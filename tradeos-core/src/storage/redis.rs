//! Redis-backed key-value storage

use crate::error::StorageError;
use crate::storage::KeyValueStore;
use ::redis::{Client, Commands};
use tracing::info;

/// Stores values as plain redis strings. A connection is opened per call;
/// the journal writes rarely and never concurrently.
pub struct RedisStore {
    client: Client,
}

impl RedisStore {
    /// Open a client for `redis_url`. Only the URL is checked here; the
    /// server is first contacted on the initial read.
    pub fn open(redis_url: &str) -> Result<Self, StorageError> {
        let client = Client::open(redis_url)?;
        info!("Opened redis client for {}", redis_url);
        Ok(Self::new(client))
    }

    pub fn new(client: Client) -> Self {
        Self { client }
    }
}

impl KeyValueStore for RedisStore {
    fn get(&self, key: &str) -> Result<Option<String>, StorageError> {
        let mut conn = self.client.get_connection()?;
        let value: Option<String> = conn.get(key)?;
        Ok(value)
    }

    fn set(&mut self, key: &str, value: &str) -> Result<(), StorageError> {
        let mut conn = self.client.get_connection()?;
        conn.set::<_, _, ()>(key, value)?;
        Ok(())
    }

    fn name(&self) -> &'static str {
        "redis"
    }
}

○ ○ ○ ○ ○ ○ ○

* ABOUT THIS EXERCISE
A verbatim copy of the records above should be returned.

* TASK OUTPUT
filename tradeos-core/src/storage/redis.rs
//! Redis-backed key-value storage

use crate::error::StorageError;
use crate::storage::KeyValueStore;
use ::redis::{Client, Commands};
use tracing::info;

/// Stores values as plain redis strings. A connection is opened per call;
/// the journal writes rarely and never concurrently.
pub struct RedisStore {
    client: Client,
}

impl RedisStore {
    /// Open a client for `redis_url`. Only the URL is checked here; the
    /// server is first contacted on the initial read.
    pub fn open(redis_url: &str) -> Result<Self, StorageError> {
        let client = Client::open(redis_url)?;
        info!("Opened redis client for {}", redis_url);
        Ok(Self::new(client))
    }

    pub fn new(client: Client) -> Self {
        Self { client }
    }
}

impl KeyValueStore for RedisStore {
    fn get(&self, key: &str) -> Result<Option<String>, StorageError> {
        let mut conn = self.client.get_connection()?;
        let value: Option<String> = conn.get(key)?;
        Ok(value)
    }

    fn set(&mut self, key: &str, value: &str) -> Result<(), StorageError> {
        let mut conn = self.client.get_connection()?;
        conn.set::<_, _, ()>(key, value)?;
        Ok(())
    }

    fn name(&self) -> &'static str {
        "redis"
    }
}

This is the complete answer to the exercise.